На подготовишках возникли сложности. Детям не ставили оценки, а за работу в прописях или решение примеров клеили смайлики или цветочки. Эти наклейки доставались всем детям без исключения. Марьяша не понимала, насколько хорошо она выполнила задание. Людмила Никандровна подошла к учительнице и попросила ставить Марьяше оценки. Только ей, никому больше. Учительница пустилась в объяснения, что оценки не важны, тем более на подготовишках, а маленьким детям оценки могут нанести непоправимый вред и так далее.
– Просто ставьте Марьяше оценки, – строго, как доктор, разговаривающий с больным, велела Людмила Никандровна. И Марьяше тут же стало спокойно. Она, даже получая четверку, понимала, что должна сделать лучше. И кивала, видя тройку: «Заслужила». Ей было важно, что учительница не завышает и не занижает оценки (о чем опять же просила Людмила Никандровна), а ставит «справедливо».
Мать Людмилы Никандровны, напротив, терпеть не умела и не хотела. Так было еще в то время, когда они с братом были маленькими. Если Мила сама себе промывала раны, мазала зеленкой, терпела здоровенные гематомы на ногах, то мать страдала от банального пореза на руке. Она могла целый день провести в кровати, жалуясь на нестерпимую головную боль. Мила не понимала, как так бывает – нестерпимая боль? Один раз она закончила игру с вывихом плеча. Нинка после тяжелого перелома играла на обезболивающих. Их учили терпеть боль.
За переживаниями о матери и внучке Людмила Никандровна забыла, что ей стоит волноваться еще и за дочь. Хотя та в последнее время вела себя практически идеально, если можно так сказать в ее случае. Много времени проводила с Марьяшей, даже гулять с ней выходила. Правда, стала слегка «прибабахнутой», как заметила прабабушка в период просветления.
– Что это с Настей? – спросила она.
– А что с ней? – не поняла Людмила Никандровна, поскольку с Настей всегда все было что-то не так, и это считалось нормой.
– Прибабахнутая ходит все время. И взгляд ненормальный.
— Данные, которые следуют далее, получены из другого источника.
use std::fmt;

use crate::{Hit, IndexError, Key, ReconciliationIndex, Revision, SearchStrategy};

/// What a candidate record means relative to the baseline.
#[derive(Clone, Copy, Debug, PartialEq, Eq, PartialOrd, Ord, Hash)]
pub enum Classification {
    /// Key absent from the baseline.
    New,
    /// Key present and active, revision not newer than the stored one.
    Unchanged,
    /// Key present and active, candidate revision newer than the stored one.
    Updated,
    /// Key present but marked inactive in the baseline.
    Reactivated,
}

impl Classification {
    pub fn as_str(&self) -> &'static str {
        match self {
            Classification::New => "NEW",
            Classification::Unchanged => "UNCHANGED",
            Classification::Updated => "UPDATED",
            Classification::Reactivated => "REACTIVATED",
        }
    }

    /// `true` when the caller has something to persist.
    pub fn needs_write(&self) -> bool {
        !matches!(self, Classification::Unchanged)
    }
}

impl fmt::Display for Classification {
    fn fmt(&self, f: &mut fmt::Formatter<'_>) -> fmt::Result {
        f.write_str(self.as_str())
    }
}

/// Auxiliary state that knows whether its record is currently active.
///
/// Payloads that carry no activity notion can use `()`, which is always
/// active.
pub trait Liveness {
    fn is_active(&self) -> bool;
}

impl Liveness for bool {
    fn is_active(&self) -> bool {
        *self
    }
}

impl Liveness for () {
    fn is_active(&self) -> bool {
        true
    }
}

/// Classify a candidate revision against the result of a lookup.
///
/// Reactivation takes precedence over revision comparison: an inactive record
/// that reappears is reactivated even when its revision did not move.
pub fn classify<A: Liveness>(hit: Option<&Hit<'_, A>>, candidate_rev: Revision) -> Classification {
    match hit {
        None => Classification::New,
        Some(h) if !h.aux.is_active() => Classification::Reactivated,
        Some(h) if candidate_rev > h.revision => Classification::Updated,
        Some(_) => Classification::Unchanged,
    }
}

impl<A: Liveness, S: SearchStrategy> ReconciliationIndex<A, S> {
    /// Look up `key` and classify `candidate_rev` against the stored entry.
    pub fn reconcile(
        &mut self,
        key: Key,
        candidate_rev: Revision,
    ) -> Result<Classification, IndexError> {
        let hit = self.lookup(key)?;
        Ok(classify(hit.as_ref(), candidate_rev))
    }
}
//! Local directory sources.

use anyhow::{Context, Result};
use std::fs;
use std::path::{Path, PathBuf};
use tracing::{debug, info};

use crate::{file_id, AllowList, FetchedSource, RuleFile};

/// Walk `root` recursively and read every allow-listed regular file.
///
/// Symlinks are not followed. Entries are visited in lexical order so repeated
/// runs over the same tree produce the same candidate order.
pub fn read_local(name: &str, root: &Path, allow: &AllowList) -> Result<FetchedSource> {
    let mut found: Vec<(String, PathBuf)> = Vec::new();
    walk(root, root, &mut found)
        .with_context(|| format!("error walking the path {}", root.display()))?;

    let mut out = FetchedSource {
        name: name.to_string(),
        ..Default::default()
    };

    for (rel, path) in found {
        if !allow.contains(&rel) {
            debug!(source = %name, file = %rel, "skipping");
            out.skipped.push(rel);
            continue;
        }

        info!(source = %name, file = %rel, "parsing");
        let bytes = fs::read(&path).with_context(|| format!("failed to read {}", path.display()))?;
        out.files.push(RuleFile {
            file_id: file_id(name, &rel),
            rel_path: rel,
            contents: String::from_utf8_lossy(&bytes).into_owned(),
        });
    }

    Ok(out)
}

fn walk(root: &Path, dir: &Path, out: &mut Vec<(String, PathBuf)>) -> Result<()> {
    let mut entries = fs::read_dir(dir)
        .with_context(|| format!("failed to read directory {}", dir.display()))?
        .collect::<std::io::Result<Vec<_>>>()
        .with_context(|| format!("failed to list directory {}", dir.display()))?;
    entries.sort_by_key(|e| e.file_name());

    for entry in entries {
        let path = entry.path();
        let ft = entry
            .file_type()
            .with_context(|| format!("failed to stat {}", path.display()))?;
        if ft.is_dir() {
            walk(root, &path, out)?;
        } else if ft.is_file() {
            out.push((relative_id(root, &path)?, path));
        }
    }
    Ok(())
}

/// `/`-separated path of `path` relative to `root`.
fn relative_id(root: &Path, path: &Path) -> Result<String> {
    let rel = path
        .strip_prefix(root)
        .with_context(|| format!("{} is outside {}", path.display(), root.display()))?;
    let parts: Vec<String> = rel
        .components()
        .map(|c| c.as_os_str().to_string_lossy().into_owned())
        .collect();
    Ok(parts.join("/"))
}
Опять на наркоту подсела? – хмыкнула мать.
– Настя никогда не принимала наркотики, – ответила Людмила Никандрновна.
Мать поджала губы и кивнула:
– Ну да, ты ж у нас доктор великий, а наркоту и не заметила.
Настя – Людмила Никандровна могла голову дать на отсечение и сжечь диплом – никогда не употребляла наркотики. Ну, может, марихуану курила, но не более того. Даже энергетики не пила. С детства ненавидела все напитки «с газиками». Ее от минеральной газированной воды могло вырвать. У Насти был свой наркотик – любовь или то, что казалось ей любовью.
Но после замечания матери Людмила Никандровна стала наблюдать за дочерью. Да, та действительно вела себя немного странно. «Страньше», как говорила Марьяша, чем обычно. Во-первых, стала ночевать дома. Ложилась с Марьяшей и всячески ее тискала, обнимала и целовала. Марьяша скорее терпела вдруг вспыхнувшую материнскую нежность, чем была счастлива. Спать с мамой она не привыкла и уходила на диванчик в гостиной. Людмила Никандровна стала застилать диван на всякий случай. Настя, естественно, не замечала, что дочь уходит от нее и не хочет с ней спать. Поговорить с дочерью Людмила Никандровна не решалась. А Марьяша говорила, что захотела пить, в туалет и случайно уснула на диванчике.